* **Input material**

=== Section Start ===

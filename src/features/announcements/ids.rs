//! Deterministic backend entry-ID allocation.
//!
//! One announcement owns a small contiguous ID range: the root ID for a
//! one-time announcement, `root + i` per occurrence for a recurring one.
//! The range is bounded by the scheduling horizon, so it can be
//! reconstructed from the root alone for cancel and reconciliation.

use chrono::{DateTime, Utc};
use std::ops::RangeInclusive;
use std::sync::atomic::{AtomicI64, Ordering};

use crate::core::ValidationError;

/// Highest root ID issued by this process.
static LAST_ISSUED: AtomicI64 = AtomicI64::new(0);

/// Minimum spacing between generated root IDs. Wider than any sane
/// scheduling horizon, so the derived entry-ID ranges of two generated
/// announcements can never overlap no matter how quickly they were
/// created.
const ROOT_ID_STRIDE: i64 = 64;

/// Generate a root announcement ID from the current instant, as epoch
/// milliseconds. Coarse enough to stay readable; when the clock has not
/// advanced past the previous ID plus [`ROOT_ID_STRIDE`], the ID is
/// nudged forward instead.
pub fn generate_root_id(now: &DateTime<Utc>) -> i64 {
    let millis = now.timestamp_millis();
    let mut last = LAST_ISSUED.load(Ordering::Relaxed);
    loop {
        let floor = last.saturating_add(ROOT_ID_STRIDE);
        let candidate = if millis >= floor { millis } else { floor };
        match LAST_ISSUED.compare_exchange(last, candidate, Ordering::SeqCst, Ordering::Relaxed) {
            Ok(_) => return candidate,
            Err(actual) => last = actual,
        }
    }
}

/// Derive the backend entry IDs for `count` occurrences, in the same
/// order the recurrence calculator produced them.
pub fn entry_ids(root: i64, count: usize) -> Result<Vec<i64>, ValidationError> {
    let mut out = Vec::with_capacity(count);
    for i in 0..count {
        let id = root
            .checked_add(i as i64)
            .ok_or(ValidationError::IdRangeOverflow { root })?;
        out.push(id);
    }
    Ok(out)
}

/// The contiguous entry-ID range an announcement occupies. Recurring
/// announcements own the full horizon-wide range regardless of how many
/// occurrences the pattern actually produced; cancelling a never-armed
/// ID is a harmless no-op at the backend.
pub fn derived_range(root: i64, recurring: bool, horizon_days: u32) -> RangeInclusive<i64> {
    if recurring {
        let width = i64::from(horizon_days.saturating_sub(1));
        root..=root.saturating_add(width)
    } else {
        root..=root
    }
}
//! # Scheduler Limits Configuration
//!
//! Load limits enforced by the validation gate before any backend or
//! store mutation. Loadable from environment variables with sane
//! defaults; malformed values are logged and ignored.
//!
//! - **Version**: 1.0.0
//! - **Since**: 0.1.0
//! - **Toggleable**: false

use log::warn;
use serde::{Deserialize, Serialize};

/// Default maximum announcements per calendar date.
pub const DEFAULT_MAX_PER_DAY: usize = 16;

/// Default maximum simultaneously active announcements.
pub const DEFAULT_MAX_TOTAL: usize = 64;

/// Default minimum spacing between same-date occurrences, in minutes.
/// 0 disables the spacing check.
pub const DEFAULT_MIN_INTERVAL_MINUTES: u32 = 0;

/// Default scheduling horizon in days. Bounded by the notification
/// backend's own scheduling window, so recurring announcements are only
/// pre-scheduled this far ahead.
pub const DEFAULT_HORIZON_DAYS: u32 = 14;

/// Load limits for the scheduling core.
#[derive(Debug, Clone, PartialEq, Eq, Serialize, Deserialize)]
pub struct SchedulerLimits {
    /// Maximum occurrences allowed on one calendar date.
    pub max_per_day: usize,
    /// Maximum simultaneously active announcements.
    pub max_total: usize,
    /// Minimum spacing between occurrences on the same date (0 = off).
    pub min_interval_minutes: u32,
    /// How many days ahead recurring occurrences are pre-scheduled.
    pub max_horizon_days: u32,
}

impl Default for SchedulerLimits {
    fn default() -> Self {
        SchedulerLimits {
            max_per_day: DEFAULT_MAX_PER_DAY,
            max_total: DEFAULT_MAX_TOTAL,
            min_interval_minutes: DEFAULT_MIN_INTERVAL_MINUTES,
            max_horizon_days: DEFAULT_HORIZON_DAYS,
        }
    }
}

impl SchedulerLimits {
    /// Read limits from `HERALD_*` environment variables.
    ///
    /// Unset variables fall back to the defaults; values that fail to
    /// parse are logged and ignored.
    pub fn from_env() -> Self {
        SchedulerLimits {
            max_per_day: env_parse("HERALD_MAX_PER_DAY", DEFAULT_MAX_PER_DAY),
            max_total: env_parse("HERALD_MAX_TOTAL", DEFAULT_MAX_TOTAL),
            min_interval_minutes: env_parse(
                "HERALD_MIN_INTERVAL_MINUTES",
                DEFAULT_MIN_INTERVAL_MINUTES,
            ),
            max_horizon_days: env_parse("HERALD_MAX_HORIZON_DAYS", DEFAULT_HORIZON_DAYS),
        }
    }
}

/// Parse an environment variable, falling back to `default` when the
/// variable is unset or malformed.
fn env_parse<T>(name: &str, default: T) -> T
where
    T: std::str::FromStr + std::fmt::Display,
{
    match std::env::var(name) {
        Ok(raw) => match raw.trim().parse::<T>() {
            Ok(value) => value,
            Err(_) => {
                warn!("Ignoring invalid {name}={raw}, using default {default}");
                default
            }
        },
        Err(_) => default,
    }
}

=== Section End ===

Looking at the entries above, work out how many lines include the word "Relaxed" and reply with that number alone.

* **Expected answer**
2